You can install the released version of dsb in your R session with the command below

# this is analagous to install.packages("package), you need the package devtools to install a package from a github repository like this one. 
require(devtools)
#> Loading required package: devtools
#devtools::install_github(repo = 'MattPM/dsb')

quickstart

# load package and normalize the example raw data 
library(dsb)


# normalize
normalized_matrix = DSBNormalizeProtein(cell_protein_matrix = cells_citeseq_mtx,
                                        empty_drop_matrix = empty_drop_citeseq_mtx)

The full version (recommended)

By default dsb defines the per cell denoising covariate by fitting a gaussian mixture model to the log + 10 counts of each cell and defining the noise ocvariates the mean. We reccomend including the counts from isotype controls in each cell in the denoising covariates.

# get the empty cells from demultiplexing with 


# define a vector of the isotype controls in the data 
isotypes = c("Mouse IgG2bkIsotype_PROT", "MouseIgG1kappaisotype_PROT","MouseIgG2akappaisotype_PROT", "RatIgG2bkIsotype_PROT")
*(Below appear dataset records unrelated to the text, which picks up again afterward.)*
use axum::{
    extract::{Query, State},
    Json,
};
use serde::Deserialize;

use crate::errors::AppError;
use crate::state::AppState;
use crate::templates::catalog::{Template, TemplateCategory};

#[derive(Deserialize)]
pub struct TemplateQuery {
    pub category: Option<String>,
}

/// GET /api/v1/templates?category=
pub async fn handle_list_templates(
    State(state): State<AppState>,
    Query(params): Query<TemplateQuery>,
) -> Result<Json<Vec<Template>>, AppError> {
    let category = params
        .category
        .as_deref()
        .filter(|c| !c.trim().is_empty())
        .map(str::parse::<TemplateCategory>)
        .transpose()?;
    let templates = state.templates.list_templates(category).await?;
    Ok(Json(templates))
}
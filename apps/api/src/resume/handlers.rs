use axum::{
    extract::{Path, State},
    Json,
};
use serde::Deserialize;
use uuid::Uuid;

use crate::auth::AuthContext;
use crate::errors::AppError;
use crate::ordering::compute_active_order;
use crate::resume::data::ResumeData;
use crate::resume::sections::SectionId;
use crate::resume::store::{load_owned, StoredResume};
use crate::state::AppState;

const UNTITLED: &str = "Untitled resume";

#[derive(Deserialize)]
#[serde(rename_all = "camelCase")]
pub struct SaveResumeRequest {
    pub title: Option<String>,
    pub template_id: Option<String>,
    #[serde(default)]
    pub data: ResumeData,
    #[serde(default)]
    pub section_order: Vec<SectionId>,
}

/// GET /api/v1/resumes/:id
pub async fn handle_get_resume(
    State(state): State<AppState>,
    auth: AuthContext,
    Path(id): Path<Uuid>,
) -> Result<Json<StoredResume>, AppError> {
    let user_id = auth.require_user()?;
    let resume = load_owned(state.resumes.as_ref(), id, user_id).await?;
    Ok(Json(resume))
}

/// PUT /api/v1/resumes/:id
///
/// Creates or replaces the resume. The posted order is only a hint; the stored order
/// is recomputed against the posted data.
pub async fn handle_save_resume(
    State(state): State<AppState>,
    auth: AuthContext,
    Path(id): Path<Uuid>,
    Json(req): Json<SaveResumeRequest>,
) -> Result<Json<StoredResume>, AppError> {
    let user_id = auth.require_user()?;

    let existing = state.resumes.load_resume(id).await?;
    if existing.as_ref().is_some_and(|r| r.user_id != user_id) {
        return Err(AppError::NotFound(format!("Resume {id} not found")));
    }

    let template_id = match req.template_id {
        Some(template_id) => {
            if state.templates.get_template(&template_id).await?.is_none() {
                return Err(AppError::Validation(format!("unknown template '{template_id}'")));
            }
            Some(template_id)
        }
        None => existing.as_ref().and_then(|r| r.template_id.clone()),
    };

    let title = req
        .title
        .map(|t| t.trim().to_string())
        .filter(|t| !t.is_empty())
        .or_else(|| existing.map(|r| r.title))
        .unwrap_or_else(|| UNTITLED.to_string());

    let section_order = compute_active_order(&req.data, &req.section_order);
    let resume = StoredResume {
        id,
        user_id,
        title,
        template_id,
        data: req.data,
        section_order,
    };
    state.resumes.save_resume(&resume).await?;
    Ok(Json(resume))
}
normalized_matrix = DSBNormalizeProtein(cell_protein_matrix = cells_citeseq_mtx,
                                        empty_drop_matrix = empty_drop_citeseq_mtx,
                                        use.isotype.control = TRUE,
                                        isotype.control.name.vec = isotypes)

visualize distributions of CD4 and CD8

plot the DSB normalized CITEseq data.

Note, there is NO jitter added to these points for visualization these are the unmodified normalized counts

# add a density gradient on the points () this is helpful when there are many thousands of cells )
# this density function is from this blog post: https://slowkow.com/notes/ggplot2-color-by-density/
get_density = function(x, y, ...) {
  dens <- MASS::kde2d(x, y, ...)
  ix <- findInterval(x, dens$x)
  iy <- findInterval(y, dens$y)
  ii <- cbind(ix, iy)
  return(dens$z[ii])
}

library(ggplot2)
data.plot = normalized_matrix %>% t %>%
  as.data.frame() %>% 
  dplyr::select(CD4_PROT, CD8_PROT, CD27_PROT, CD19_PROT) 



data.plot = data.plot %>% dplyr::mutate(density = get_density(data.plot$CD4_PROT, data.plot$CD8_PROT, n = 100)) 
p1 = ggplot(data.plot, aes(x = CD8_PROT, y = CD4_PROT, color = density)) +
  geom_point(size = 0.4) + theme_bw() + ggtitle("small example dataset") +
  geom_vline(xintercept = 0, color = "red", linetype = 2) + 
  geom_hline(yintercept = 0, color = "red", linetype = 2) + 
  theme(axis.text = element_text(face = "bold",size = 12)) +
  viridis::scale_color_viridis(option = "B") +  
  scale_shape_identity() 


data.plot = data.plot %>% dplyr::mutate(density = get_density(data.plot$CD19_PROT, data.plot$CD27_PROT, n = 100)) 
p2 = ggplot(data.plot, aes(x = CD19_PROT, y = CD27_PROT, color = density)) +
  geom_point(size = 0.4) + theme_bw() + 
  geom_vline(xintercept = 0, color = "red", linetype = 2) + 
  geom_hline(yintercept = 0, color = "red", linetype = 2) + 
  theme(axis.text = element_text(face = "bold",size = 12)) +
  viridis::scale_color_viridis(option = "B") +  
  scale_shape_identity() 

cowplot::plot_grid(p1,p2)

How do I get the empty droplets?

There are a number of ways to get the empty drops. If you are using cell hashing, when you demultiplex the cells, you get a vector of empty or Negative droplets.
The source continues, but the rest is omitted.